Exercise input =>
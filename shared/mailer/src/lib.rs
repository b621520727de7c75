pub mod config;
pub mod email;
pub mod templates;

pub use config::*;
pub use email::*;
pub use templates::*;
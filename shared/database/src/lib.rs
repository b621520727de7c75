pub mod models;
pub mod connection;
pub mod migrations;
pub mod wallet;
pub mod notifications;
pub mod audit;

pub use models::*;
pub use connection::*;
pub use migrations::*;
use chrono::Utc;
use sqlx::{migrate::Migrate, PgPool};
use uuid::Uuid;

use afrilingua_auth::PasswordService;
use afrilingua_common::{env_string, AppError, UserRole};

pub struct MigrationRunner {
    pool: PgPool,
}

impl MigrationRunner {
    pub fn new(pool: PgPool) -> Self {
        Self { pool }
    }

    pub async fn run_all_migrations(&self) -> Result<(), AppError> {
        tracing::info!("Starting database migrations...");

        let migrator = sqlx::migrate!("./migrations");
        migrator
            .run(&self.pool)
            .await
            .map_err(|e| AppError::Internal(format!("Migration failed: {}", e)))?;

        tracing::info!("All migrations completed successfully");
        Ok(())
    }

    pub async fn check_migration_status(&self) -> Result<MigrationStatus, AppError> {
        let migrator = sqlx::migrate!("./migrations");
        let mut conn = self.pool.acquire().await?;
        conn.ensure_migrations_table()
            .await
            .map_err(|e| AppError::Internal(format!("Migration table unavailable: {}", e)))?;
        let applied = conn
            .list_applied_migrations()
            .await
            .map_err(|e| AppError::Internal(format!("Failed to list migrations: {}", e)))?;

        let total_migrations = migrator.iter().filter(|m| !m.migration_type.is_down_migration()).count();
        let applied_count = applied.len();
        let pending_count = total_migrations.saturating_sub(applied_count);

        Ok(MigrationStatus {
            total: total_migrations,
            applied: applied_count,
            pending: pending_count,
            is_up_to_date: pending_count == 0,
        })
    }

    /// Ensures the default administrator exists. Credentials come from
    /// `ADMIN_EMAIL` / `ADMIN_PASSWORD`.
    pub async fn seed_initial_data(&self) -> Result<(), AppError> {
        let email = env_string("ADMIN_EMAIL", "admin@afrilingua.com");
        let admin_exists = sqlx::query_scalar::<_, bool>(
            "SELECT EXISTS(SELECT 1 FROM users WHERE email = $1)",
        )
        .bind(&email)
        .fetch_one(&self.pool)
        .await?;

        if admin_exists {
            tracing::info!("Admin user {} already present", email);
            return Ok(());
        }

        let password = env_string("ADMIN_PASSWORD", "AfriLingua2024!");
        self.create_admin(&email, &password, "Platform", "Admin").await?;
        Ok(())
    }

    /// Creates a verified administrator with a full-permission admin profile.
    pub async fn create_admin(
        &self,
        email: &str,
        password: &str,
        first_name: &str,
        last_name: &str,
    ) -> Result<Uuid, AppError> {
        PasswordService::validate_password_strength(password)?;
        let hashed = PasswordService::hash_password(password)?;
        let user_id = Uuid::new_v4();
        let now = Utc::now();

        let mut tx = self.pool.begin().await?;

        sqlx::query(
            r#"
            INSERT INTO users (user_id, email, hashed_password, first_name, last_name, role,
                               email_verified, created_at, updated_at)
            VALUES ($1, $2, $3, $4, $5, $6, TRUE, $7, $7)
            "#,
        )
        .bind(user_id)
        .bind(email.trim().to_lowercase())
        .bind(hashed)
        .bind(first_name)
        .bind(last_name)
        .bind(UserRole::Admin.as_str())
        .bind(now)
        .execute(&mut *tx)
        .await?;

        sqlx::query(
            "INSERT INTO admin_profiles (user_id, created_at, updated_at) VALUES ($1, $2, $2)",
        )
        .bind(user_id)
        .bind(now)
        .execute(&mut *tx)
        .await?;

        tx.commit().await?;

        tracing::info!("Admin user {} created", email);
        Ok(user_id)
    }
}

#[derive(Debug)]
pub struct MigrationStatus {
    pub total: usize,
    pub applied: usize,
    pub pending: usize,
    pub is_up_to_date: bool,
}

impl std::fmt::Display for MigrationStatus {
    fn fmt(&self, f: &mut std::fmt::Formatter<'_>) -> std::fmt::Result {
        write!(
            f,
            "Migrations: {}/{} applied, {} pending",
            self.applied, self.total, self.pending
        )
    }
}

#[cfg(test)]
mod tests {
    use super::*;

    #[test]
    fn status_reports_pending_count() {
        let status = MigrationStatus { total: 6, applied: 4, pending: 2, is_up_to_date: false };
        assert_eq!(status.to_string(), "Migrations: 4/6 applied, 2 pending");
    }
}
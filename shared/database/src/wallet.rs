//! Tutor wallet ledger.
//!
//! Every balance change runs on a connection that is already inside a
//! transaction: the wallet row is locked with `FOR UPDATE`, mutated through
//! the pure `TutorWallet` rules, written back, and a `wallet_transactions`
//! entry records the amount and the resulting balances.

use chrono::Utc;
use rust_decimal::Decimal;
use sqlx::PgConnection;
use uuid::Uuid;

use afrilingua_common::{AppError, LedgerEntryType};

use crate::models::{TutorWallet, WalletTransaction};

/// Locks the tutor's wallet row, creating an empty wallet first if the tutor
/// has none yet.
pub async fn lock_or_create(
    conn: &mut PgConnection,
    tutor_id: Uuid,
    currency: &str,
) -> Result<TutorWallet, AppError> {
    let fresh = TutorWallet::empty(tutor_id, currency);
    sqlx::query(
        r#"
        INSERT INTO tutor_wallets (wallet_id, tutor_id, currency, created_at, updated_at)
        VALUES ($1, $2, $3, $4, $4)
        ON CONFLICT (tutor_id) DO NOTHING
        "#,
    )
    .bind(fresh.wallet_id)
    .bind(tutor_id)
    .bind(currency)
    .bind(fresh.created_at)
    .execute(&mut *conn)
    .await?;

    let wallet = sqlx::query_as::<_, TutorWallet>(
        "SELECT * FROM tutor_wallets WHERE tutor_id = $1 FOR UPDATE",
    )
    .bind(tutor_id)
    .fetch_one(&mut *conn)
    .await?;

    Ok(wallet)
}

pub async fn persist(conn: &mut PgConnection, wallet: &TutorWallet) -> Result<TutorWallet, AppError> {
    let wallet = sqlx::query_as::<_, TutorWallet>(
        r#"
        UPDATE tutor_wallets
        SET available_balance = $2, pending_balance = $3, total_earned = $4, updated_at = $5
        WHERE wallet_id = $1
        RETURNING *
        "#,
    )
    .bind(wallet.wallet_id)
    .bind(wallet.available_balance)
    .bind(wallet.pending_balance)
    .bind(wallet.total_earned)
    .bind(Utc::now())
    .fetch_one(&mut *conn)
    .await?;

    Ok(wallet)
}

pub async fn record_entry(
    conn: &mut PgConnection,
    wallet: &TutorWallet,
    entry_type: LedgerEntryType,
    amount: Decimal,
    reference_id: Option<Uuid>,
    description: &str,
) -> Result<WalletTransaction, AppError> {
    let entry = sqlx::query_as::<_, WalletTransaction>(
        r#"
        INSERT INTO wallet_transactions
            (transaction_id, wallet_id, tutor_id, entry_type, amount,
             available_after, pending_after, reference_id, description, created_at)
        VALUES ($1, $2, $3, $4, $5, $6, $7, $8, $9, $10)
        RETURNING *
        "#,
    )
    .bind(Uuid::new_v4())
    .bind(wallet.wallet_id)
    .bind(wallet.tutor_id)
    .bind(entry_type.as_str())
    .bind(amount)
    .bind(wallet.available_balance)
    .bind(wallet.pending_balance)
    .bind(reference_id)
    .bind(description)
    .bind(Utc::now())
    .fetch_one(&mut *conn)
    .await?;

    Ok(entry)
}

/// One ledger movement: what happens to the balances and how it is recorded.
#[derive(Debug, Clone)]
pub struct LedgerMove {
    pub tutor_id: Uuid,
    pub entry_type: LedgerEntryType,
    pub amount: Decimal,
    pub currency: String,
    pub reference_id: Option<Uuid>,
    pub description: String,
}

impl LedgerMove {
    pub fn new(tutor_id: Uuid, entry_type: LedgerEntryType, amount: Decimal, currency: &str) -> Self {
        Self {
            tutor_id,
            entry_type,
            amount,
            currency: currency.to_string(),
            reference_id: None,
            description: String::new(),
        }
    }

    pub fn reference(mut self, reference_id: Uuid) -> Self {
        self.reference_id = Some(reference_id);
        self
    }

    pub fn describe(mut self, description: impl Into<String>) -> Self {
        self.description = description.into();
        self
    }

    fn apply_to(&self, wallet: &mut TutorWallet) -> Result<(), AppError> {
        match self.entry_type {
            LedgerEntryType::Earning => wallet.add_earnings(self.amount, true),
            LedgerEntryType::Release => wallet.release_pending(self.amount),
            LedgerEntryType::Withdrawal => wallet.withdraw(self.amount),
            LedgerEntryType::WithdrawalReversal => wallet.credit_available(self.amount),
            LedgerEntryType::Refund => wallet.reverse_pending(self.amount),
        }
    }
}

/// Applies `movement` to the locked wallet and records it. The caller owns
/// the transaction and commits it together with its own writes.
pub async fn apply(
    conn: &mut PgConnection,
    movement: &LedgerMove,
) -> Result<(TutorWallet, WalletTransaction), AppError> {
    let mut wallet = lock_or_create(conn, movement.tutor_id, &movement.currency).await?;
    movement.apply_to(&mut wallet)?;
    let wallet = persist(conn, &wallet).await?;
    let entry = record_entry(
        conn,
        &wallet,
        movement.entry_type,
        movement.amount,
        movement.reference_id,
        &movement.description,
    )
    .await?;

    tracing::debug!(
        "Wallet {} {} {}: available={} pending={}",
        wallet.tutor_id,
        movement.entry_type,
        movement.amount,
        wallet.available_balance,
        wallet.pending_balance
    );

    Ok((wallet, entry))
}

#[cfg(test)]
mod tests {
    use super::*;
    use rust_decimal_macros::dec;

    #[test]
    fn each_entry_type_moves_the_matching_balance() {
        let tutor_id = Uuid::new_v4();
        let mut wallet = TutorWallet::empty(tutor_id, "USD");

        LedgerMove::new(tutor_id, LedgerEntryType::Earning, dec!(85), "USD")
            .apply_to(&mut wallet)
            .unwrap();
        assert_eq!(wallet.pending_balance, dec!(85));

        LedgerMove::new(tutor_id, LedgerEntryType::Release, dec!(85), "USD")
            .apply_to(&mut wallet)
            .unwrap();
        assert_eq!(wallet.available_balance, dec!(85));

        LedgerMove::new(tutor_id, LedgerEntryType::Withdrawal, dec!(60), "USD")
            .apply_to(&mut wallet)
            .unwrap();
        LedgerMove::new(tutor_id, LedgerEntryType::WithdrawalReversal, dec!(60), "USD")
            .apply_to(&mut wallet)
            .unwrap();
        assert_eq!(wallet.available_balance, dec!(85));
        assert_eq!(wallet.total_earned, dec!(85));
    }

    #[test]
    fn overdrawn_withdrawal_leaves_wallet_untouched() {
        let tutor_id = Uuid::new_v4();
        let mut wallet = TutorWallet::empty(tutor_id, "USD");
        let result = LedgerMove::new(tutor_id, LedgerEntryType::Withdrawal, dec!(1), "USD")
            .reference(Uuid::new_v4())
            .describe("Payout")
            .apply_to(&mut wallet);

        assert!(matches!(result, Err(AppError::InsufficientFunds(_))));
        assert_eq!(wallet.available_balance, Decimal::ZERO);
    }
}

What you should do => What lines above hold the word "models"? List them all.

Solved exercise =>
pub mod models;
pub use models::*;
use crate::models::{TutorWallet, WalletTransaction};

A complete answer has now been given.